La politica e il calcio

Il momento in cui si insedia un nuovo commissario tecnico di calcio è più o meno come quello in cui arriva un nuovo presidente del Consiglio. L’attenzione mediatica è la stessa e il discorso programmatico è addirittura più importante. Perché magari un premier si può contestare e cacciare, ma quasi certamente lo si va a rivotare nonostante lo sfacelo degli anni precedenti.

Il Ct no. Per lui non c’è perdono, non c’è esame di riparazione, né listone bloccato, paracadute del seggio in Senato, e via discorrendo. Immaginate quindi la pressione di Roberto Mancini, visto che lui è in carica e il presidente del Consiglio no. Le aspettative sono le medesime: riportare in alto l’Italia.

Nel caso di Mancio, l’ambizione è ancora maggiore: arrivare in alto facendo divertire il pubblico (che non significa far ridere i polli, sia chiaro, come è accaduto in tempi recenti). Scoccherà la scintilla tra l’ex fantasista e l’azzurro che, da giocatore, non gli ha mai portato fortuna?

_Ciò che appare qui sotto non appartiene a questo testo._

//! Gemini `generateContent` backend with Google Search grounding.
//!
//! One HTTP request per search. The service is asked for strict JSON via a
//! response schema, but its output is still handed to the defensive
//! normalizer; only transport/auth problems become errors here.

use reqwest::StatusCode;
use reqwest::blocking::Client;
use serde::Deserialize;
use serde_json::{Value, json};
use tracing::{debug, warn};

use super::{CancelToken, SearchBackend};
use crate::client::error::SearchError;
use crate::config::AppConfig;
use crate::i18n::Language;
use crate::models::{GroundingSource, SearchQuery};
use crate::parsers::{NormalizedResponse, normalize_body};

const SYSTEM_INSTRUCTION: &str = "Eres un Archivero Mayor del Estado. Tu rigor es judicial.\n\
- No mezclas personas. Si dos personas comparten nombre, sepáralas por fecha de nacimiento o unidad.\n\
- Si un dato no es 100% veraz, indica \"Dato no localizado\".\n\
- Prohibido alucinar biografías basadas en búsquedas anteriores del usuario.\n\
- Devuelve un JSON estricto con los hallazgos.";

pub struct GeminiBackend {
    http: Client,
    config: AppConfig,
}

impl GeminiBackend {
    pub fn new(config: AppConfig) -> anyhow::Result<Self> {
        let http = Client::builder().timeout(config.request_timeout).build()?;
        Ok(Self { http, config })
    }

    fn endpoint(&self) -> String {
        format!(
            "{}/v1beta/models/{}:generateContent",
            self.config.endpoint.trim_end_matches('/'),
            self.config.model
        )
    }
}

impl SearchBackend for GeminiBackend {
    fn search(
        &self,
        query: &SearchQuery,
        language: Language,
        cancel: &CancelToken,
    ) -> Result<NormalizedResponse, SearchError> {
        if cancel.is_cancelled() {
            return Err(SearchError::Cancelled);
        }

        let body = build_request_body(query, language);
        debug!(target_name = %query.target_name(), "issuing search request");

        let response = self
            .http
            .post(self.endpoint())
            .header("x-goog-api-key", &self.config.api_key)
            .json(&body)
            .send()
            .map_err(|err| {
                warn!(%err, "search request transport failure");
                SearchError::Transient(err.to_string())
            })?;

        let status = response.status();
        if !status.is_success() {
            let detail = response.text().unwrap_or_default();
            warn!(%status, "search request rejected");
            return Err(map_status(status, &detail));
        }

        // A response arriving after cancellation is unobservable.
        if cancel.is_cancelled() {
            return Err(SearchError::Cancelled);
        }

        let envelope: ApiResponse = response.json().map_err(|err| {
            warn!(%err, "search response envelope was unreadable");
            SearchError::Transient(err.to_string())
        })?;

        let (text, grounding) = extract_candidate(envelope);
        Ok(normalize_body(&text, grounding, &query.last_name1))
    }
}

/// Map an HTTP error status onto the failure taxonomy.
///
/// Credential and entity problems (401/403/404) are fatal for the session;
/// everything else, including rate limiting and server errors, is presented
/// as retryable.
fn map_status(status: StatusCode, detail: &str) -> SearchError {
    match status {
        StatusCode::UNAUTHORIZED | StatusCode::FORBIDDEN | StatusCode::NOT_FOUND => {
            SearchError::AuthFailure
        }
        _ => {
            let detail = detail.trim();
            if detail.is_empty() {
                SearchError::Transient(format!("HTTP {}", status.as_u16()))
            } else {
                SearchError::Transient(format!("HTTP {}: {}", status.as_u16(), detail))
            }
        }
    }
}

/// Build the full `generateContent` request body: prompt, system
/// instruction, strict response schema, and the grounding search tool.
pub fn build_request_body(query: &SearchQuery, language: Language) -> Value {
    json!({
        "contents": [{ "parts": [{ "text": build_user_prompt(query, language) }] }],
        "systemInstruction": { "parts": [{ "text": SYSTEM_INSTRUCTION }] },
        "generationConfig": {
            "temperature": 0,
            "responseMimeType": "application/json",
            "responseSchema": response_schema(),
        },
        "tools": [{ "googleSearch": {} }],
    })
}

fn build_user_prompt(query: &SearchQuery, language: Language) -> String {
    let mut prompt = format!(
        "INVESTIGACIÓN HISTÓRICA AISLADA - CASO: \"{}\"\n\n\
         INSTRUCCIONES DE VERIFICACIÓN (CRÍTICO):\n\
         1. AMNESIA DOCUMENTAL: solo puedes usar información localizada mediante Google Search en esta llamada específica.\n\
         2. PRECISIÓN DE APELLIDOS: si no encuentras el segundo apellido exacto del sujeto, NO lo inventes por proximidad estadística.\n\
         3. FUENTES OBLIGATORIAS: consulta el Portal de Archivos de Defensa y el Memorial Democràtic.\n",
        query.target_name()
    );

    if !query.military_service_number.trim().is_empty() {
        prompt.push_str(&format!(
            "4. EXPEDIENTE: coteja el número de expediente o chapa militar \"{}\".\n",
            query.military_service_number.trim()
        ));
    }

    if query.fuzzy {
        prompt.push_str(
            "Tolera variantes ortográficas históricas del nombre (grafías de la época).\n",
        );
    } else {
        prompt.push_str("Exige coincidencia exacta del nombre, sin variantes ortográficas.\n");
    }

    match language {
        Language::Spanish => prompt.push_str("Redacta los campos de texto en español."),
        Language::English => prompt.push_str("Write all free-text fields in English."),
    }

    prompt
}

/// The structured-output schema sent with every request. Field structure is
/// identical for both languages.
fn response_schema() -> Value {
    let source_schema = json!({
        "type": "OBJECT",
        "properties": {
            "title": { "type": "STRING" },
            "url": { "type": "STRING" },
            "searchPath": { "type": "STRING" },
        },
        "required": ["title", "url"],
    });

    json!({
        "type": "OBJECT",
        "properties": {
            "results": {
                "type": "ARRAY",
                "items": {
                    "type": "OBJECT",
                    "properties": {
                        "id": { "type": "STRING" },
                        "fullName": { "type": "STRING" },
                        "category": { "type": "STRING" },
                        "status": { "type": "STRING" },
                        "location": { "type": "STRING" },
                        "date": { "type": "STRING" },
                        "birthDate": { "type": "STRING" },
                        "deathDate": { "type": "STRING" },
                        "birthPlace": { "type": "STRING" },
                        "details": { "type": "STRING" },
                        "rank": { "type": "STRING" },
                        "unit": { "type": "STRING" },
                        "additionalNotes": { "type": "STRING" },
                        "latitude": { "type": "NUMBER" },
                        "longitude": { "type": "NUMBER" },
                        "sources": { "type": "ARRAY", "items": source_schema },
                    },
                    "required": ["id", "fullName", "category", "status", "details", "sources"],
                },
            },
            "summary": {
                "type": "OBJECT",
                "properties": {
                    "totalResults": { "type": "NUMBER" },
                    "keyFindings": { "type": "STRING" },
                    "historicalContext": { "type": "STRING" },
                },
                "required": ["totalResults", "keyFindings"],
            },
        },
        "required": ["results", "summary"],
    })
}

#[derive(Debug, Default, Deserialize)]
#[serde(default)]
struct ApiResponse {
    candidates: Vec<Candidate>,
}

#[derive(Debug, Default, Deserialize)]
#[serde(default, rename_all = "camelCase")]
struct Candidate {
    content: Option<Content>,
    grounding_metadata: Option<GroundingMetadata>,
}

#[derive(Debug, Default, Deserialize)]
#[serde(default)]
struct Content {
    parts: Vec<Part>,
}

#[derive(Debug, Default, Deserialize)]
#[serde(default)]
struct Part {
    text: Option<String>,
}

#[derive(Debug, Default, Deserialize)]
#[serde(default, rename_all = "camelCase")]
struct GroundingMetadata {
    grounding_chunks: Vec<GroundingChunk>,
}

#[derive(Debug, Default, Deserialize)]
#[serde(default)]
struct GroundingChunk {
    web: Option<WebChunk>,
}

#[derive(Debug, Default, Deserialize)]
#[serde(default)]
struct WebChunk {
    title: Option<String>,
    uri: Option<String>,
}

/// Pull the generated text and the out-of-band grounding citations out of
/// the first candidate.
fn extract_candidate(envelope: ApiResponse) -> (String, Vec<GroundingSource>) {
    let Some(candidate) = envelope.candidates.into_iter().next() else {
        return (String::new(), Vec::new());
    };

    let text = candidate
        .content
        .map(|content| {
            content.parts.into_iter().filter_map(|part| part.text).collect::<Vec<_>>().join("")
        })
        .unwrap_or_default();

    let grounding = candidate
        .grounding_metadata
        .map(|metadata| {
            metadata
                .grounding_chunks
                .into_iter()
                .filter_map(|chunk| chunk.web)
                .filter_map(|web| {
                    let url = web.uri?;
                    Some(GroundingSource { title: web.title.unwrap_or_default(), url })
                })
                .collect()
        })
        .unwrap_or_default();

    (text, grounding)
}
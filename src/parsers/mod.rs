//! Defensive parsing of the external service's responses.
//!
//! The payload is an untrusted external format: `response.rs` declares a
//! fully-defaulted raw shape and turns it into the typed models, and
//! `deserializers.rs` holds the lenient field-level deserializers that keep
//! one badly-typed field from failing a whole payload.

pub mod deserializers;
pub mod response;

pub use response::{
    KEY_FINDINGS_FALLBACK, MALFORMED_PAYLOAD_FINDINGS, NormalizedResponse, normalize_body,
    normalize_payload,
};
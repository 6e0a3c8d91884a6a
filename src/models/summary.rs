use std::collections::BTreeMap;

use serde::{Deserialize, Serialize};

use super::record::Category;

/// A service-level citation accompanying a response, distinct from the
/// per-record [`Source`](super::record::Source) list.
#[derive(Debug, Clone, PartialEq, Eq, Serialize, Deserialize)]
pub struct GroundingSource {
    pub title: String,
    pub url: String,
}

/// Aggregate narrative for one completed search.
///
/// Counts are always recomputed locally from the normalized record set; the
/// values the service reports are advisory and never stored.
#[derive(Debug, Clone, PartialEq, Serialize, Deserialize)]
pub struct SearchSummary {
    pub total_results: usize,
    pub key_findings: String,
    pub historical_context: Option<String>,
    pub categories_breakdown: BTreeMap<Category, usize>,
    pub grounding_sources: Vec<GroundingSource>,
}

impl SearchSummary {
    /// Summary for an empty result set with the given narrative text.
    pub fn empty_with_findings(key_findings: impl Into<String>) -> Self {
        Self {
            total_results: 0,
            key_findings: key_findings.into(),
            historical_context: None,
            categories_breakdown: BTreeMap::new(),
            grounding_sources: Vec::new(),
        }
    }
}

#[cfg(test)]
mod tests {
    use super::*;

    #[test]
    fn test_empty_with_findings() {
        let summary = SearchSummary::empty_with_findings("nada");
        assert_eq!(summary.total_results, 0);
        assert_eq!(summary.key_findings, "nada");
        assert!(summary.historical_context.is_none());
        assert!(summary.categories_breakdown.is_empty());
        assert!(summary.grounding_sources.is_empty());
    }
}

C’è la necessità di rifondare, congedando i senatori e convincendo i giovani che non potranno esserlo per sempre. Dobbiamo convincere in Europa e riaffermare un certo ranking che viene dalla tradizione. Serve rigore (possibilmente a favore), abbiamo bisogno di credibilità. Scusate, mi sono perso: stavo parlando della nazionale di calcio o della nazione?